:: TASK DESCRIPTION ::
Could you please write out the data shown below, exactly and in full?
MATERIAL FOR THIS EXERCISE Block Start
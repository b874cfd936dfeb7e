use lambda_http::{Body, Response};
use thiserror::Error;

use blinky_backend::shared::error::{error_codes, ErrorResponse};
use blinky_backend::shared::store::StoreError;
use blinky_backend::shared::validators::ValidationError;

/// Main error type for the device-facing check-in API
#[derive(Debug, Error)]
pub enum ApiError {
    #[error("Required field missing: {0}")]
    MissingField(String),

    #[error("Validation error: {0}")]
    Validation(#[from] ValidationError),

    #[error("Device not registered: {0}")]
    DeviceNotFound(String),

    #[error("Storage error: {0}")]
    Store(#[from] StoreError),

    #[error("Internal error: {0}")]
    Internal(String),
}

impl ApiError {
    /// Convert error to HTTP response with appropriate status code and error payload
    pub fn to_http_response(&self, request_id: &str) -> Response<Body> {
        let (status, error_code, message): (u16, &str, String) = match self {
            ApiError::MissingField(field) => (
                400,
                error_codes::MISSING_FIELD,
                format!("Required field missing: {}", field),
            ),
            ApiError::Validation(e) => {
                let code = match e.field.as_str() {
                    "mac" => error_codes::INVALID_MAC,
                    "device_id" => error_codes::INVALID_DEVICE_ID,
                    "rssi" => error_codes::INVALID_RSSI,
                    _ => error_codes::INVALID_FORMAT,
                };
                (400, code, e.to_string())
            }
            ApiError::DeviceNotFound(device_id) => (
                404,
                error_codes::DEVICE_NOT_FOUND,
                format!("Device {} is not registered", device_id),
            ),
            ApiError::Store(_) => (
                500,
                error_codes::STORAGE_ERROR,
                "Internal storage error occurred".to_string(),
            ),
            ApiError::Internal(_) => (
                500,
                error_codes::INTERNAL_ERROR,
                "Internal server error occurred".to_string(),
            ),
        };

        let error_response = ErrorResponse::new(error_code, &message, request_id);

        let body = error_response
            .to_json()
            .unwrap_or_else(|_| r#"{"error":"INTERNAL_ERROR","message":"Failed to serialize error response","request_id":""}"#.to_string());

        Response::builder()
            .status(status)
            .header("content-type", "application/json")
            .body(Body::from(body))
            .unwrap_or_else(|_| {
                Response::builder()
                    .status(500)
                    .body(Body::from(
                        r#"{"error":"INTERNAL_ERROR","message":"Failed to build response"}"#,
                    ))
                    .unwrap()
            })
    }
}

#[cfg(test)]
mod tests {
    use super::*;
    use blinky_backend::shared::validators::validate_mac_address;

    #[test]
    fn test_validation_error_uses_field_specific_code() {
        let validation_error = validate_mac_address("not-a-mac").unwrap_err();
        let response = ApiError::Validation(validation_error).to_http_response("req-1");

        assert_eq!(response.status(), 400);
        let body = match response.body() {
            Body::Text(text) => text.clone(),
            _ => panic!("Expected text body"),
        };
        assert!(body.contains("INVALID_MAC"));
        assert!(body.contains("req-1"));
    }

    #[test]
    fn test_device_not_found_maps_to_404() {
        let response = ApiError::DeviceNotFound("k9".to_string()).to_http_response("req-2");

        assert_eq!(response.status(), 404);
        let body = match response.body() {
            Body::Text(text) => text.clone(),
            _ => panic!("Expected text body"),
        };
        assert!(body.contains("DEVICE_NOT_FOUND"));
        assert!(body.contains("k9"));
    }

    #[test]
    fn test_store_error_maps_to_500() {
        let response = ApiError::Store(StoreError::Unavailable("timeout".to_string()))
            .to_http_response("req-3");

        assert_eq!(response.status(), 500);
        let body = match response.body() {
            Body::Text(text) => text.clone(),
            _ => panic!("Expected text body"),
        };
        assert!(body.contains("STORAGE_ERROR"));
        assert!(!body.contains("timeout"));
    }
}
MATERIAL FOR THIS EXERCISE Block End
:: WRITTEN ANSWER ::
repository b874cfd936dfeb7e
use lambda_http::{Body, Response};
use thiserror::Error;

use blinky_backend::shared::error::{error_codes, ErrorResponse};
use blinky_backend::shared::store::StoreError;
use blinky_backend::shared::validators::ValidationError;

/// Main error type for the device-facing check-in API
#[derive(Debug, Error)]
pub enum ApiError {
    #[error("Required field missing: {0}")]
    MissingField(String),

    #[error("Validation error: {0}")]
    Validation(#[from] ValidationError),

    #[error("Device not registered: {0}")]
    DeviceNotFound(String),

    #[error("Storage error: {0}")]
    Store(#[from] StoreError),

    #[error("Internal error: {0}")]
    Internal(String),
}

impl ApiError {
    /// Convert error to HTTP response with appropriate status code and error payload
    pub fn to_http_response(&self, request_id: &str) -> Response<Body> {
        let (status, error_code, message): (u16, &str, String) = match self {
            ApiError::MissingField(field) => (
                400,
                error_codes::MISSING_FIELD,
                format!("Required field missing: {}", field),
            ),
            ApiError::Validation(e) => {
                let code = match e.field.as_str() {
                    "mac" => error_codes::INVALID_MAC,
                    "device_id" => error_codes::INVALID_DEVICE_ID,
                    "rssi" => error_codes::INVALID_RSSI,
                    _ => error_codes::INVALID_FORMAT,
                };
                (400, code, e.to_string())
            }
            ApiError::DeviceNotFound(device_id) => (
                404,
                error_codes::DEVICE_NOT_FOUND,
                format!("Device {} is not registered", device_id),
            ),
            ApiError::Store(_) => (
                500,
                error_codes::STORAGE_ERROR,
                "Internal storage error occurred".to_string(),
            ),
            ApiError::Internal(_) => (
                500,
                error_codes::INTERNAL_ERROR,
                "Internal server error occurred".to_string(),
            ),
        };

        let error_response = ErrorResponse::new(error_code, &message, request_id);

        let body = error_response
            .to_json()
            .unwrap_or_else(|_| r#"{"error":"INTERNAL_ERROR","message":"Failed to serialize error response","request_id":""}"#.to_string());

        Response::builder()
            .status(status)
            .header("content-type", "application/json")
            .body(Body::from(body))
            .unwrap_or_else(|_| {
                Response::builder()
                    .status(500)
                    .body(Body::from(
                        r#"{"error":"INTERNAL_ERROR","message":"Failed to build response"}"#,
                    ))
                    .unwrap()
            })
    }
}

#[cfg(test)]
mod tests {
    use super::*;
    use blinky_backend::shared::validators::validate_mac_address;

    #[test]
    fn test_validation_error_uses_field_specific_code() {
        let validation_error = validate_mac_address("not-a-mac").unwrap_err();
        let response = ApiError::Validation(validation_error).to_http_response("req-1");

        assert_eq!(response.status(), 400);
        let body = match response.body() {
            Body::Text(text) => text.clone(),
            _ => panic!("Expected text body"),
        };
        assert!(body.contains("INVALID_MAC"));
        assert!(body.contains("req-1"));
    }

    #[test]
    fn test_device_not_found_maps_to_404() {
        let response = ApiError::DeviceNotFound("k9".to_string()).to_http_response("req-2");

        assert_eq!(response.status(), 404);
        let body = match response.body() {
            Body::Text(text) => text.clone(),
            _ => panic!("Expected text body"),
        };
        assert!(body.contains("DEVICE_NOT_FOUND"));
        assert!(body.contains("k9"));
    }

    #[test]
    fn test_store_error_maps_to_500() {
        let response = ApiError::Store(StoreError::Unavailable("timeout".to_string()))
            .to_http_response("req-3");

        assert_eq!(response.status(), 500);
        let body = match response.body() {
            Body::Text(text) => text.clone(),
            _ => panic!("Expected text body"),
        };
        assert!(body.contains("STORAGE_ERROR"));
        assert!(!body.contains("timeout"));
    }
}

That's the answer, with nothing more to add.